Records drawn from a dataset:
§
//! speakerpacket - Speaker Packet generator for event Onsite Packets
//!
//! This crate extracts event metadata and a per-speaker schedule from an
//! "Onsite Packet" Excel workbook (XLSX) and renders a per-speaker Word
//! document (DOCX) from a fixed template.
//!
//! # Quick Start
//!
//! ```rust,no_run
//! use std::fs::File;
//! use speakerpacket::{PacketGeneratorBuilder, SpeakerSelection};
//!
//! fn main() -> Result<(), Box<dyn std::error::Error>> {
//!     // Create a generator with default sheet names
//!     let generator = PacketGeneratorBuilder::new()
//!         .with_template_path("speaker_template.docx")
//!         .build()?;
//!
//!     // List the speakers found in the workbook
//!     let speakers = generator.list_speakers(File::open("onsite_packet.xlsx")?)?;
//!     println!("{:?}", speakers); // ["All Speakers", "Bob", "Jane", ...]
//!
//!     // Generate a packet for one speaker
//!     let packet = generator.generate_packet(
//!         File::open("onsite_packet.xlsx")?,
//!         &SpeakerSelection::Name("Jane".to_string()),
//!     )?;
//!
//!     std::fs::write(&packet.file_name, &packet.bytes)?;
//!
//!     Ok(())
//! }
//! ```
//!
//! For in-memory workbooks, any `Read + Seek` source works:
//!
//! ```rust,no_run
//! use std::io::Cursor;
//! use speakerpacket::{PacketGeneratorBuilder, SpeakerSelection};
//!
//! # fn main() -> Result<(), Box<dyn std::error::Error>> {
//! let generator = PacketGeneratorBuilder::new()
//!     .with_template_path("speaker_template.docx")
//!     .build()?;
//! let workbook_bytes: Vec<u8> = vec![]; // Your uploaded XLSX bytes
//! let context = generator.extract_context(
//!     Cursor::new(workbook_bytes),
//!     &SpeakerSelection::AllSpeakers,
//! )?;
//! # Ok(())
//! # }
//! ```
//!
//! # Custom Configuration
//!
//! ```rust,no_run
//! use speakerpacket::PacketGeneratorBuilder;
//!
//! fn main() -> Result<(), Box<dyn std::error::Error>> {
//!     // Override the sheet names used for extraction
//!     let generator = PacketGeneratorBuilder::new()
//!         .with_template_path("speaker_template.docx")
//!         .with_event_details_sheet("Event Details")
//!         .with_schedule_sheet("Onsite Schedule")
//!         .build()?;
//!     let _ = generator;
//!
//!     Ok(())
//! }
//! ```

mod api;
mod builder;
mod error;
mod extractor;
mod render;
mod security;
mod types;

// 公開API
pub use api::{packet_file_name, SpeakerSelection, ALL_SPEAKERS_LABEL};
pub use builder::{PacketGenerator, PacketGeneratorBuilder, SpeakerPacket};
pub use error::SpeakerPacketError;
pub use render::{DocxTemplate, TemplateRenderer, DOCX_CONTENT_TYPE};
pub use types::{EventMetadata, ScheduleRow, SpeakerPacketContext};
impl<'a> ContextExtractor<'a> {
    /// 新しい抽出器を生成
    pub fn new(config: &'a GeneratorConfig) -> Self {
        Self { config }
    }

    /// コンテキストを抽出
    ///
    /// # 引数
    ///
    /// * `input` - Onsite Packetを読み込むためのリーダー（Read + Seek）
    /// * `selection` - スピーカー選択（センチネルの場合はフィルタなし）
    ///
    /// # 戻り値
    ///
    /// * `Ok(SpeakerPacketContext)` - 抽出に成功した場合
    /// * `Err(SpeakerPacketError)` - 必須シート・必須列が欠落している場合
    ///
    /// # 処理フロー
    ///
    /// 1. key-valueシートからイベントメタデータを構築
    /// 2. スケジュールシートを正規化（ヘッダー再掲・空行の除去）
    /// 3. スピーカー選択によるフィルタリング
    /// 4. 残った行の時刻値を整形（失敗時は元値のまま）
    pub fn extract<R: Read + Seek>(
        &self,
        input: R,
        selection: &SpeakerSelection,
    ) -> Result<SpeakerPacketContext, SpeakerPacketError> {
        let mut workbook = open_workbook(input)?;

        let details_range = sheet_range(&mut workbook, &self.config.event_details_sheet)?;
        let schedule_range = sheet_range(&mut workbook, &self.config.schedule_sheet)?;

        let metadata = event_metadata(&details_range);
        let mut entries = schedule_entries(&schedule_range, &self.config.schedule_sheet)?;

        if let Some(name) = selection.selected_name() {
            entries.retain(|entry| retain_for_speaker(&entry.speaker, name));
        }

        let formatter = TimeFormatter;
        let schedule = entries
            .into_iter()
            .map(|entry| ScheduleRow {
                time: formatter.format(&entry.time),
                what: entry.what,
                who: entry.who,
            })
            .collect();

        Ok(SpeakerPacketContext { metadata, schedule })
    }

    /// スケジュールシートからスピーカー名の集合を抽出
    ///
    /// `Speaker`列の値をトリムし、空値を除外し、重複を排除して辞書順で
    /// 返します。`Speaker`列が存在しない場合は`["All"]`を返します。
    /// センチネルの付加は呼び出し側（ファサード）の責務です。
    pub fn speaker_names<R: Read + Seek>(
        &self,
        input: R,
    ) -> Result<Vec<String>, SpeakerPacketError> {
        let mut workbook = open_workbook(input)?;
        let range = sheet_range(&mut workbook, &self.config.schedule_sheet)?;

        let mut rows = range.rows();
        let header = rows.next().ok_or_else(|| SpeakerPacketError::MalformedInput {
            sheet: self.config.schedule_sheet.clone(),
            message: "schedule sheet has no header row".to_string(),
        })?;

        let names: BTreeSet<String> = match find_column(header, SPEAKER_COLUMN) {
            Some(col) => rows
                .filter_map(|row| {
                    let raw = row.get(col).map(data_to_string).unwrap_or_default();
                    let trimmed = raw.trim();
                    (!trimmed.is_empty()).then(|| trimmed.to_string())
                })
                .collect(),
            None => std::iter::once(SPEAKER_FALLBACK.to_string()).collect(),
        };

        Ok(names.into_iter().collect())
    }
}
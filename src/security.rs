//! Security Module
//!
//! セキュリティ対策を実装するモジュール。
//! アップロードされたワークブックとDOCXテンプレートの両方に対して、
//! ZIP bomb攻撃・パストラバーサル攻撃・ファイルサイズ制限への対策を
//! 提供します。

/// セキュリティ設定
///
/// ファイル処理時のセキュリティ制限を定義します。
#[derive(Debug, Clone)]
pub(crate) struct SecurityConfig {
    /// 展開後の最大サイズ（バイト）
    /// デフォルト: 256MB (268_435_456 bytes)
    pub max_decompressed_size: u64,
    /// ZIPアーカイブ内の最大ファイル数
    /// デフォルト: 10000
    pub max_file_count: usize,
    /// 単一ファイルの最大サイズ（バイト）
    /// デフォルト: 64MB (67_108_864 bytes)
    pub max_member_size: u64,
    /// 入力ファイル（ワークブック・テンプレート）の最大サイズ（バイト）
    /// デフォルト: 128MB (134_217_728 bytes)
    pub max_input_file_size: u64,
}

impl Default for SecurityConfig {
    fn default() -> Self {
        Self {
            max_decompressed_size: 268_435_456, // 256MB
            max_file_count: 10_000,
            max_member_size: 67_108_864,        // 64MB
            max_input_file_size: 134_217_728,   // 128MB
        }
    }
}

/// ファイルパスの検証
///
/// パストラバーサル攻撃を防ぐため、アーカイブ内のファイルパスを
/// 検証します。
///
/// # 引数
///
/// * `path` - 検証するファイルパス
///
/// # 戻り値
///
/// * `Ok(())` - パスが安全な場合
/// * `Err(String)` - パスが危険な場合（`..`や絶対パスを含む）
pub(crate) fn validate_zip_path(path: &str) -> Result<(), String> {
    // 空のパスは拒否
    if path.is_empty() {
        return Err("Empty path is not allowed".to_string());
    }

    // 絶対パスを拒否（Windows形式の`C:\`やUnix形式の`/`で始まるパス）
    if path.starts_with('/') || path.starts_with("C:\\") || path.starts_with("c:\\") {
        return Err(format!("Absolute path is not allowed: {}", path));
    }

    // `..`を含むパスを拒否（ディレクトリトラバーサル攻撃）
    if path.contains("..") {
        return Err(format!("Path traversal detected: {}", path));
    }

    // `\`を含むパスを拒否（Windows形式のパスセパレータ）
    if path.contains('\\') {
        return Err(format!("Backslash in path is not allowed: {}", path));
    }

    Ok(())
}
§
From the records above, copy each line where the word "collect" can be found.

= REPLY =
            .collect();
                .collect(),
            None => std::iter::once(SPEAKER_FALLBACK.to_string()).collect(),
        Ok(names.into_iter().collect())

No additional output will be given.